When setting up a new machine learning (ML) system, collecting and annotating data can be a time-consuming process that requires a significant upfront investment. Since data quality is strongly correlated with ML model performance, it’s crucial to invest in high-quality solutions for data annotation from the onset of your project. The process of annotating data for an ML project can be surprisingly complicated – There are a variety of factors you’ll need to consider, from how you’ll manage your approach to annotation to what tooling and automation approaches you’ll use.
How to Build Your Data Annotation Pipeline
Annotating data at high quality requires significant upfront and continued investment over the lifespan of your ML system. While there are automated solutions to speed up and streamline the data annotation process, having humans-in-the-loop is key to producing high-quality results. When setting up a data annotation pipeline, your company will need to decide how you’ll find and train annotators, as well as how you’ll measure their performance. To ensure annotators produce high-quality annotations, you’ll need to provide them with performance incentives that align with your most important annotation metrics, whether that’s throughput or quality, or a combination of both. You’ll also need to provide annotation tools for your workers, as well as design a pipeline that encourages your annotators to output consistent, high-quality annotations.
Hiring Annotators While Minimizing Overhead
Finding annotators to complete your task is one of the first challenges you’ll face in the data annotation process. You’ll need to identify workers who are well-suited to annotate your data, whether that involves selecting people who speak a certain language, are from a specific location, or have a particular type of expertise. You’ll also need to decide how to approach the hiring process. Your choice of workforce influences whether you have access to a large selection of annotators who work fewer hours, or a small selection of annotators who work longer hours and generate more consistent results. If you expect a continuous flow of production-quality data, you’ll also need to potentially hire workers across time zones to meet the demands of your project.
You should decide whether to hire a larger pool of diverse annotators versus a smaller set of consistent annotators based on your use case. If you anticipate that you’ll need annotations for small, irregular projects, for example, you’ll likely want to rely on a larger selection of annotators that can accommodate short-term surges in need. Alternatively, if you’re pursuing a long-term production project with consistent annotation needs, a smaller team of annotators with regular annotation hours may deliver better results.

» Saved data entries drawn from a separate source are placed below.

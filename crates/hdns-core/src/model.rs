//! Typed payloads exchanged with the hdns backend
//!
//! Every endpoint gets its own type; payloads are decoded at the transport
//! boundary instead of being passed around as untyped JSON.

use chrono::{DateTime, Utc};
use serde::{Deserialize, Deserializer, Serialize};
use std::net::IpAddr;

/// A public address observed by the backend
#[derive(Debug, Clone, PartialEq, Eq, Serialize, Deserialize)]
pub struct Address {
    pub id: u64,
    pub created_at: DateTime<Utc>,
    pub updated_at: DateTime<Utc>,
    pub ip: String,
    /// Whether this is the address currently in use
    #[serde(default)]
    pub current: bool,
}

/// A managed DNS record
#[derive(Debug, Clone, PartialEq, Eq, Serialize, Deserialize)]
pub struct Record {
    pub id: u64,
    pub created_at: DateTime<Utc>,
    pub updated_at: DateTime<Utc>,
    /// Provider API token the record is updated with
    pub token: String,
    pub zone_id: String,
    pub domain: String,
    pub name: String,
    pub ttl: u32,
    #[serde(default, skip_serializing_if = "Option::is_none")]
    pub address_id: Option<u64>,
    #[serde(default, skip_serializing_if = "Option::is_none")]
    pub address: Option<Address>,
    pub last_update: DateTime<Utc>,
}

impl Record {
    /// Fully qualified name, e.g. `home.example.org`
    pub fn fqdn(&self) -> String {
        if self.name.is_empty() || self.name == "@" {
            return self.domain.clone();
        }
        format!("{}.{}", self.name, self.domain)
    }
}

/// One resolution of a record observed by the backend
#[derive(Debug, Clone, PartialEq, Eq, Serialize, Deserialize)]
pub struct RecordHistory {
    pub id: u64,
    pub created_at: DateTime<Utc>,
    pub updated_at: DateTime<Utc>,
    pub record_id: u64,
    #[serde(default, skip_serializing_if = "Option::is_none")]
    pub record: Option<Record>,
    pub address_id: u64,
    #[serde(default, skip_serializing_if = "Option::is_none")]
    pub address: Option<Address>,
    pub resolved_ip: String,
    pub resolved_at: DateTime<Utc>,
}

/// A DNS zone available for a provider token
#[derive(Debug, Clone, PartialEq, Eq, Serialize, Deserialize)]
pub struct Zone {
    pub id: String,
    pub name: String,
    pub records_count: u32,
}

/// Backend runtime configuration
#[derive(Debug, Clone, PartialEq, Eq, Serialize, Deserialize)]
pub struct ServerConfig {
    pub log_level: i32,
    pub web_port: u16,
    /// Refresh interval in the backend's duration notation (e.g. `5m`)
    pub refresh_interval: String,
    pub dns_servers: Vec<String>,
}

/// Answer of the `info` resource
#[derive(Debug, Clone, Copy, PartialEq, Eq, Serialize, Deserialize)]
pub struct ApiInfo {
    /// Whether the backend's database is connected
    pub status: bool,
}

/// Result of resolving a record against one DNS server
#[derive(Debug, Clone, PartialEq, Serialize, Deserialize)]
pub struct Resolution {
    pub server: String,
    /// Empty when the lookup failed; the backend sends `null` then
    #[serde(default, deserialize_with = "null_as_empty")]
    pub addresses: Vec<String>,
    /// Response time as reported by the backend
    pub response_time: f64,
    #[serde(default)]
    pub error: Option<ResolutionError>,
}

impl Resolution {
    /// Whether the server answered without error
    pub fn is_success(&self) -> bool {
        match &self.error {
            None => true,
            Some(ResolutionError::Message(message)) => message.is_empty(),
            Some(ResolutionError::Lookup { .. }) => false,
        }
    }
}

/// Why a lookup against one server failed
///
/// The backend forwards its resolver error as-is: usually a DNS error object
/// (`{"Err": "no such host", "Name": ..., "IsNotFound": true}`), sometimes a
/// plain string.
#[derive(Debug, Clone, PartialEq, Eq, Serialize, Deserialize)]
#[serde(untagged)]
pub enum ResolutionError {
    Message(String),
    Lookup {
        #[serde(rename = "Err", default)]
        err: String,
        #[serde(rename = "Name", default)]
        name: String,
        #[serde(rename = "IsTimeout", default)]
        is_timeout: bool,
        #[serde(rename = "IsNotFound", default)]
        is_not_found: bool,
    },
}

impl ResolutionError {
    /// Human readable reason
    pub fn message(&self) -> &str {
        match self {
            Self::Message(message) => message,
            Self::Lookup { err, .. } if !err.is_empty() => err,
            Self::Lookup { .. } => "lookup failed",
        }
    }
}

fn null_as_empty<'de, D>(deserializer: D) -> Result<Vec<String>, D::Error>
where
    D: Deserializer<'de>,
{
    Ok(Option::<Vec<String>>::deserialize(deserializer)?.unwrap_or_default())
}

/// Address family of a textual IP address
#[derive(Debug, Clone, Copy, PartialEq, Eq, Hash)]
pub enum IpFamily {
    V4,
    V6,
}

impl IpFamily {
    /// Classify a textual address; `None` when it is not an IP address
    pub fn of(address: &str) -> Option<Self> {
        match address.trim().parse::<IpAddr>().ok()? {
            IpAddr::V4(_) => Some(Self::V4),
            IpAddr::V6(_) => Some(Self::V6),
        }
    }

    /// Display label
    pub fn label(&self) -> &'static str {
        match self {
            Self::V4 => "IPv4",
            Self::V6 => "IPv6",
        }
    }
}

/// Upstream control messages sent over a stream
#[derive(Debug, Clone, Copy, PartialEq, Eq, Serialize, Deserialize)]
#[serde(tag = "type", rename_all = "snake_case")]
pub enum ControlMessage {
    /// Ask the server to push the current state of the resource
    Refresh,
}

Once you’ve hired annotators, you’ll also need to devote resources to communication and expectation setting to ensure that your annotators provide you high-quality results. In short, just finding workers to annotate your data and keeping them on your platform can be a time-consuming process with logistical overhead! These challenges are often why many ML teams opt to outsource the entire process to an external company.
Training Annotators and Monitoring Performance
Once you’ve hired your annotators, your work is not yet over – You need to provide training to teach them to accurately annotate your data across different use cases, task types, and annotation types. To ensure high-quality annotations, you’ll need to provide workers with clear and comprehensive instructions, so that different workers can annotate data consistently. You may also find over time that there are several edge cases within your data that your instructions do not cover, as it can be difficult to write non-ambiguous and comprehensive instructions that cover all potential edge cases.

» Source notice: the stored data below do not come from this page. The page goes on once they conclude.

// # HTTP Health Probe
//
// This crate checks hdns API availability over plain HTTP.
//
// ## Architecture
//
// `GET {api}/info` answers `{"status": <database connected>}`. Any 2xx
// answer means the API is reachable; a disconnected database is logged but
// does not count as an outage, since streams still work.

use async_trait::async_trait;
use hdns_core::endpoint::{ApiEndpoint, INFO_RESOURCE};
use hdns_core::model::ApiInfo;
use hdns_core::{Error, HealthProbe, Result};
use std::time::Duration;
use tracing::{debug, warn};

/// Default request timeout
const DEFAULT_TIMEOUT_SECS: u64 = 10;

/// Probes `{api}/info`
pub struct HttpHealthProbe {
    /// Fully resolved info URL
    url: reqwest::Url,

    /// HTTP client
    client: reqwest::Client,
}

impl HttpHealthProbe {
    /// Create a probe for the API at `endpoint`
    pub fn new(endpoint: &ApiEndpoint) -> Result<Self> {
        Self::with_timeout(endpoint, Duration::from_secs(DEFAULT_TIMEOUT_SECS))
    }

    /// Create with a custom request timeout
    pub fn with_timeout(endpoint: &ApiEndpoint, timeout: Duration) -> Result<Self> {
        let url = endpoint.http_url(INFO_RESOURCE)?;
        let client = reqwest::Client::builder()
            .timeout(timeout)
            .build()
            .map_err(|e| Error::config(format!("Failed to build HTTP client: {}", e)))?;
        Ok(Self { url, client })
    }

    pub fn url(&self) -> &reqwest::Url {
        &self.url
    }

    /// Fetch and decode the info resource
    pub async fn info(&self) -> Result<ApiInfo> {
        let response = self
            .client
            .get(self.url.clone())
            .send()
            .await
            .map_err(|e| Error::probe(format!("Request failed: {}", e)))?;

        if !response.status().is_success() {
            return Err(Error::probe(format!("HTTP error: {}", response.status())));
        }

        response
            .json::<ApiInfo>()
            .await
            .map_err(|e| Error::probe(format!("Invalid info response: {}", e)))
    }
}

#[async_trait]
impl HealthProbe for HttpHealthProbe {
    async fn probe(&self) -> Result<()> {
        let info = self.info().await?;
        if info.status {
            debug!(url = %self.url, "API reachable");
        } else {
            warn!(url = %self.url, "API reachable but its database is disconnected");
        }
        Ok(())
    }
}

As the administrator of the data pipeline, you’ll need to create a “golden dataset” that has accurate annotations for a subset of your data. You can use this dataset to check that workers understand the instructions, as well as to periodically re-evaluate their performance against a gold standard. You should also regularly update this dataset with new examples to provide annotators with up-to-date examples that reflect real-world data.

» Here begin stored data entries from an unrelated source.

//! Error types for the hdns client
//!
//! This module defines all error types used throughout the crate.

use thiserror::Error;

/// Result type alias for hdns operations
pub type Result<T> = std::result::Result<T, Error>;

/// Core error type for the hdns client
#[derive(Error, Debug)]
pub enum Error {
    /// Configuration errors
    #[error("Configuration error: {0}")]
    Config(String),

    /// Endpoint URL could not be parsed or derived
    #[error("Invalid URL: {0}")]
    InvalidUrl(String),

    /// Transport-level failure
    #[error("Transport error: {0}")]
    Transport(#[from] TransportError),

    /// JSON serialization/deserialization errors
    #[error("JSON error: {0}")]
    Json(#[from] serde_json::Error),

    /// Health probe failure
    #[error("Health probe failed: {0}")]
    Probe(String),

    /// Operation timed out
    #[error("Timed out: {0}")]
    Timeout(String),

    /// Invalid input
    #[error("Invalid input: {0}")]
    InvalidInput(String),

    /// Generic error with context
    #[error("{0}")]
    Other(String),
}

impl Error {
    /// Create a configuration error
    pub fn config(msg: impl Into<String>) -> Self {
        Self::Config(msg.into())
    }

    /// Create an invalid URL error
    pub fn invalid_url(msg: impl Into<String>) -> Self {
        Self::InvalidUrl(msg.into())
    }

    /// Create a health probe error
    pub fn probe(msg: impl Into<String>) -> Self {
        Self::Probe(msg.into())
    }

    /// Create a timeout error
    pub fn timeout(msg: impl Into<String>) -> Self {
        Self::Timeout(msg.into())
    }

    /// Create an invalid input error
    pub fn invalid_input(msg: impl Into<String>) -> Self {
        Self::InvalidInput(msg.into())
    }
}

/// Helper for converting anyhow::Error to our Error type
impl From<anyhow::Error> for Error {
    fn from(err: anyhow::Error) -> Self {
        Self::Other(err.to_string())
    }
}

impl From<url::ParseError> for Error {
    fn from(err: url::ParseError) -> Self {
        Self::InvalidUrl(err.to_string())
    }
}

/// Failures reported by a [`crate::transport::Connector`] or
/// [`crate::transport::Connection`].
#[derive(Error, Debug, Clone, PartialEq, Eq)]
pub enum TransportError {
    /// The connection could not be established
    #[error("connect failed: {0}")]
    Connect(String),

    /// Reading from or writing to a live connection failed
    #[error("i/o failure: {0}")]
    Io(String),

    /// The peer sent something the transport cannot frame
    #[error("protocol violation: {0}")]
    Protocol(String),

    /// The peer signalled that the stream must not be retried
    #[error("fatal: {0}")]
    Fatal(String),
}

impl TransportError {
    /// Whether this failure ends the stream instead of triggering a reconnect
    pub fn is_fatal(&self) -> bool {
        matches!(self, Self::Fatal(_))
    }
}

/// Terminal error delivered on a message stream.
///
/// Every subscriber observes it exactly once, after which the stream ends.
#[derive(Error, Debug, Clone, PartialEq, Eq)]
pub enum StreamError {
    /// The reconnect budget was used up
    #[error("gave up after {attempts} reconnect attempts: {last_error}")]
    RetriesExhausted {
        /// Reconnect attempts made before giving up
        attempts: u32,
        /// The failure that exhausted the budget
        last_error: String,
    },

    /// The server ended the stream with a fatal signal
    #[error("stream terminated by server: {0}")]
    Fatal(String),
}

#[cfg(test)]
mod tests {
    use super::*;

    #[test]
    fn only_fatal_transport_errors_end_the_stream() {
        assert!(TransportError::Fatal("policy".into()).is_fatal());
        assert!(!TransportError::Io("reset".into()).is_fatal());
        assert!(!TransportError::Connect("refused".into()).is_fatal());
    }

    #[test]
    fn transport_errors_convert_into_crate_errors() {
        let err: Error = TransportError::Connect("refused".into()).into();
        assert_eq!(err.to_string(), "Transport error: connect failed: refused");
    }
}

Suppose your goal is to achieve 95%+ quality in your overall dataset. If all your annotators consistently achieve 95% quality, you should be able to achieve this goal. However, if there is a particular edge case that only appears 1% of the time, your annotators can get 100% of that 1% wrong and still average 95% quality overall. While you are still hitting your goal of 95%+ quality, this is not ideal, as your model will not be able to account for this edge case if trained on this dataset.
To mitigate this challenge, you will need to add examples to your golden dataset to ensure that it remains well-balanced across all classes and edge cases. By updating and adding new examples to your dataset, you can effectively assess annotator performance over time, and achieve a holistic view of their performance across various classes and edge cases.
Reviewing Annotations for Quality
After your annotators complete tasks, you’ll need to evaluate the final output. To do this, there are two main methods for evaluating annotation quality. For classification or text-based tasks where there is more subjectivity, you can implement a consensus algorithm. Suppose you want to develop a sentiment analysis model, you can have multiple people determine if a person in an image looks happy or sad and the option the majority selected will win. If there isn’t enough confidence in the voted result, you can have a higher-level reviewer determine the final result. In some cases, you may also not want to weigh every person’s vote the same. If you have higher confidence in some people’s votes over others, you may want to implement a weighted voting system that biases the final response more towards the votes of people you have higher confidence in.
For image-based or other computer vision tasks, you can have one preliminary attempter annotate the task, then have a higher-level reviewer either review the work and accept the results or review the work and fix annotations. You can select reviewers from past annotators who consistently produce high-quality results. Selecting reviewers, however, can be complicated, since someone’s annotation performance can fluctuate over time. You’ll need to constantly identify reviewers who are no longer performing well so that you can demote them to attempts, while also identifying well-performing annotators so that you can promote them to reviewers. Since this approach removes high-quality annotators from the labeling pool, it will naturally reduce your throughput, so you’ll want to find a balance between quality and throughput.
Whatever approach you follow for evaluating label quality, you’ll need to be on the lookout for people who consistently underperform and label data poorly. You should automatically identify underperforming annotators, and either retrain them so they produce higher-quality labels, or remove them from the project entirely.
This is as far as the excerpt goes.